The site comprises the Marquess of Anglesey’s Column, a roadside cutting on the A55 and a series of crags at Castellior Farm. The exposures around the base of the Marquess of Anglesey’s Column provided the first known examples of blue glaucophanic amphibole in the British Isles and these continue to be a key research locality. The selected road cutting on the A55 at Llanfair P.G. provides the only exposures of unweathered blueschists in Britain, whilst the crags at Castellior Farm show particularly fine exposures of intensely foliated and tightly folded dark blueschists. Collectively, these exposures provide an unrivalled opportunity to study blueschist mineralogy and are highly significant for interpreting the Precambrian tectonic history of the region.
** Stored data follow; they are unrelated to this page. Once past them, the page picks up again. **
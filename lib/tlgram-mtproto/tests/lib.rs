use tlgram_mtproto::errors::EnqueueError;
use tlgram_mtproto::MTProto;

// gzip_packed#3072cfa1 packed_data:string = Object;
const GZIP_PACKED_HEADER: [u8; 4] = [0xa1, 0xcf, 0x72, 0x30];

// invokeAfterMsg#cb9f372d {X:Type} msg_id:long query:!X = X;
const INVOKE_AFTER_HEADER: [u8; 4] = [0x2d, 0x37, 0x9f, 0xcb];

// msg_container#73f1f8dc messages:vector<message> = MessageContainer;
const MSG_CONTAINER_HEADER: [u8; 4] = [0xdc, 0xf8, 0xf1, 0x73];

#[test]
fn ensure_buffer_used_exact_capacity() {
    {
        // Single body (no container)
        let mut mtproto = MTProto::build().compression_threshold(None).finish();

        mtproto
            .enqueue_request(vec![b'H', b'e', b'y', b'!'])
            .unwrap();
        let buffer = mtproto.pop_queue().unwrap();
        assert_eq!(buffer.capacity(), buffer.len());
    }
    {
        // Multiple bodies (using a container)
        let mut mtproto = MTProto::build().compression_threshold(None).finish();

        mtproto
            .enqueue_request(vec![b'H', b'e', b'y', b'!'])
            .unwrap();
        mtproto
            .enqueue_request(vec![b'B', b'y', b'e', b'!'])
            .unwrap();
        let buffer = mtproto.pop_queue().unwrap();
        assert_eq!(buffer.capacity(), buffer.len());
    }
}

fn ensure_buffer_is_message(buffer: &[u8], body: &[u8], seq_no: u8) {
    // buffer[0..8] is the msg_id, based on `SystemTime::now()`
    assert_ne!(&buffer[0..8], [0, 0, 0, 0, 0, 0, 0, 0]);
    // buffer[8..12] is the seq_no, ever-increasing odd number (little endian)
    assert_eq!(&buffer[8..12], [seq_no, 0, 0, 0]);
    // buffer[12..16] is the bytes, the len of the body (little endian)
    assert_eq!(&buffer[12..16], [body.len() as u8, 0, 0, 0]);
    // buffer[16..] is the body, which is padded to 4 bytes
    assert_eq!(&buffer[16..], body);
}

#[test]
fn ensure_correct_single_serialization() {
    let mut mtproto = MTProto::build().compression_threshold(None).finish();

    mtproto
        .enqueue_request(vec![b'H', b'e', b'y', b'!'])
        .unwrap();
    let buffer = mtproto.pop_queue().unwrap();
    ensure_buffer_is_message(&buffer, b"Hey!", 1);
}

#[test]
fn ensure_correct_multi_serialization() {
    let mut mtproto = MTProto::build().compression_threshold(None).finish();

    mtproto
        .enqueue_request(vec![b'H', b'e', b'y', b'!'])
        .unwrap();
    mtproto
        .enqueue_request(vec![b'B', b'y', b'e', b'!'])
        .unwrap();
    let buffer = mtproto.pop_queue().unwrap();

    // buffer[0..8] is the msg_id for the container
    assert_ne!(&buffer[0..8], [0, 0, 0, 0, 0, 0, 0, 0]);
    // buffer[8..12] is the seq_no, maybe-increasing even number.
    // after two messages (1, 3) the next non-content related is 4.
    assert_eq!(&buffer[8..12], [4, 0, 0, 0]);
    // buffer[12..16] is the bytes, the len of the body
    assert_eq!(&buffer[12..16], [48, 0, 0, 0]);

    // buffer[16..20] is the constructor id of the container
    assert_eq!(&buffer[16..20], MSG_CONTAINER_HEADER);
    // buffer[20..24] is how many messages are included
    assert_eq!(&buffer[20..24], [2, 0, 0, 0]);

    // buffer[24..44] is an inner message
    ensure_buffer_is_message(&buffer[24..44], b"Hey!", 1);

    // buffer[44..] is the other inner message
    ensure_buffer_is_message(&buffer[44..], b"Bye!", 3);
}

#[test]
fn ensure_correct_single_dependant_serialization() {
    let mut mtproto = MTProto::build().compression_threshold(None).finish();

    let id = mtproto
        .enqueue_request(vec![b'H', b'e', b'y', b'!'])
        .unwrap();
    let first_buffer = mtproto.pop_queue().unwrap();
    mtproto
        .enqueue_sequential_request(vec![b'B', b'y', b'e', b'!'], &id)
        .unwrap();
    let buffer = mtproto.pop_queue().unwrap();
    let invoke_after = {
        let mut tmp = Vec::with_capacity(16);
        tmp.extend(&INVOKE_AFTER_HEADER);
        tmp.extend(&first_buffer[0..8]);
        tmp.extend(b"Bye!");
        tmp
    };
    ensure_buffer_is_message(&buffer, &invoke_after, 3);
}

#[test]
fn ensure_correct_multi_dependant_serialization() {
    let mut mtproto = MTProto::build().compression_threshold(None).finish();

    let id = mtproto
        .enqueue_request(vec![b'H', b'e', b'y', b'!'])
        .unwrap();
    mtproto
        .enqueue_sequential_request(vec![b'B', b'y', b'e', b'!'], &id)
        .unwrap();
    let buffer = mtproto.pop_queue().unwrap();

    // buffer[0..8] is the msg_id for the container
    assert_ne!(&buffer[0..8], [0, 0, 0, 0, 0, 0, 0, 0]);
    // buffer[8..12] is the seq_no, maybe-increasing even number.
    // after two messages (1, 3) the next non-content related is 4.
    assert_eq!(&buffer[8..12], [4, 0, 0, 0]);
    // buffer[12..16] is the bytes, the len of the body
    assert_eq!(&buffer[12..16], [60, 0, 0, 0]);

    // buffer[16..20] is the constructor id of the container
    assert_eq!(&buffer[16..20], MSG_CONTAINER_HEADER);
    // buffer[20..24] is how many messages are included
    assert_eq!(&buffer[20..24], [2, 0, 0, 0]);

    // buffer[24..44] is an inner message
    ensure_buffer_is_message(&buffer[24..44], b"Hey!", 1);

    // buffer[44..] is the other inner message wrapped in invokeAfterMsg
    let invoke_after = {
        let mut tmp = Vec::with_capacity(16);
        tmp.extend(&INVOKE_AFTER_HEADER);
        tmp.extend(&buffer[24..32]);
        tmp.extend(b"Bye!");
        tmp
    };
    ensure_buffer_is_message(&buffer[44..], &invoke_after, 3);
}

#[test]
fn ensure_correct_single_large_serialization() {
    let mut mtproto = MTProto::build().compression_threshold(None).finish();
    let data = vec![0x7f; 768 * 1024];

    mtproto.enqueue_request(data.clone()).unwrap();
    let buffer = mtproto.pop_queue().unwrap();
    assert_eq!(buffer.len(), 16 + data.len());
}

#[test]
fn ensure_correct_multi_large_serialization() {
    let mut mtproto = MTProto::build().compression_threshold(None).finish();
    let data = vec![0x7f; 768 * 1024];

    mtproto.enqueue_request(data.clone()).unwrap();

    mtproto.enqueue_request(data.clone()).unwrap();

    // The messages are large enough that they should not be able to go in
    // a container together (so there are two things to pop).
    let buffer = mtproto.pop_queue().unwrap();
    assert_eq!(buffer.len(), 16 + data.len());

    let buffer = mtproto.pop_queue().unwrap();
    assert_eq!(buffer.len(), 16 + data.len());
}

#[test]
fn ensure_queue_is_clear() {
    let mut mtproto = MTProto::build().compression_threshold(None).finish();

    assert!(mtproto.pop_queue().is_none());
    mtproto
        .enqueue_request(vec![b'H', b'e', b'y', b'!'])
        .unwrap();

    assert!(mtproto.pop_queue().is_some());
    assert!(mtproto.pop_queue().is_none());
}

#[test]
fn ensure_large_payload_errors() {
    let mut mtproto = MTProto::build().compression_threshold(None).finish();

    assert!(match mtproto.enqueue_request(vec![0; 2 * 1024 * 1024]) {
        Err(EnqueueError::PayloadTooLarge) => true,
        _ => false,
    });

    assert!(mtproto.pop_queue().is_none());

    // Make sure the queue is not in a broken state
    mtproto
        .enqueue_request(vec![b'H', b'e', b'y', b'!'])
        .unwrap();

    assert_eq!(mtproto.pop_queue().unwrap().len(), 20);
}

#[test]
fn ensure_non_padded_payload_errors() {
    let mut mtproto = MTProto::build().compression_threshold(None).finish();

    assert!(match mtproto.enqueue_request(vec![1, 2, 3]) {
        Err(EnqueueError::IncorrectPadding) => true,
        _ => false,
    });

    assert!(mtproto.pop_queue().is_none());

    // Make sure the queue is not in a broken state
    mtproto
        .enqueue_request(vec![b'H', b'e', b'y', b'!'])
        .unwrap();

    assert_eq!(mtproto.pop_queue().unwrap().len(), 20);
}

#[test]
fn ensure_no_compression_is_honored() {
    // A large vector of null bytes should compress
    let mut mtproto = MTProto::build().compression_threshold(None).finish();
    mtproto.enqueue_request(vec![0; 512 * 1024]).unwrap();
    let buffer = mtproto.pop_queue().unwrap();
    assert!(!buffer.windows(4).any(|w| w == GZIP_PACKED_HEADER));
}

#[test]
fn ensure_some_compression() {
    // A large vector of null bytes should compress
    {
        // High threshold not reached, should not compress
        let mut mtproto = MTProto::build()
            .compression_threshold(Some(768 * 1024))
            .finish();
        mtproto.enqueue_request(vec![0; 512 * 1024]).unwrap();
        let buffer = mtproto.pop_queue().unwrap();
        assert!(!buffer.windows(4).any(|w| w == GZIP_PACKED_HEADER));
    }
    {
        // Low threshold is exceeded, should compress
        let mut mtproto = MTProto::build()
            .compression_threshold(Some(256 * 1024))
            .finish();
        mtproto.enqueue_request(vec![0; 512 * 1024]).unwrap();
        let buffer = mtproto.pop_queue().unwrap();
        dbg!(&buffer);
        assert!(buffer.windows(4).any(|w| w == GZIP_PACKED_HEADER));
    }
    {
        // The default should compress
        let mut mtproto = MTProto::new();
        mtproto.enqueue_request(vec![0; 512 * 1024]).unwrap();
        let buffer = mtproto.pop_queue().unwrap();
        assert!(buffer.windows(4).any(|w| w == GZIP_PACKED_HEADER));
    }
}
This site is of international importance because it displays one of the oldest known assemblages of blueschist in the world. The rocks comprise fine-grained, intensely foliated and lineated, blue-grey schists in which the foliation is deformed by intrafolial folds. The protolith was a sequence of basalts and sediments, the former now represented by crossite- and glaucophane-bearing metabasites and the latter by phengite-mica schists and lawsonite schists. The metabasites display a Mid-Ocean Ridge Basalt geochemical signature confirming their origin as oceanic crustal rocks. These underwent ocean-floor metamorphism which has been dated at 590-580Ma, indicating a late Neoproterozoic age for oceanic crust generation, whilst mineral ages of 560-550Ma record cooling and uplift of the blueschists by oblique strike-slip faulting within the Menai Strait Fault System. The blueschist facies mineralogy reflects a pre-uplift phase of high-pressure, low-temperature subduction zone metamorphism, a feature which contrasts strongly with the arc-related magmatic and sedimentary environments identified in all other Neoproterozoic terranes in southern Britain. The preservation of blueschists is a globally rare phenomenon, particularly in pre-Mesozoic rocks, and their identification in the Precambrian basement of both Anglesey and Llyn provides an important constraint on the late Neoproterozoic plate tectonic evolution of Eastern Avalonia.

Remarks

The site is a revision to the former Nature Conservancy Council’s Geological Conservation Review, a national survey and evaluation of sites of geological and geomorphological interest. The site is described in the GCR volume entitled Precambrian Rocks of England and Wales (Carney et al., 2000).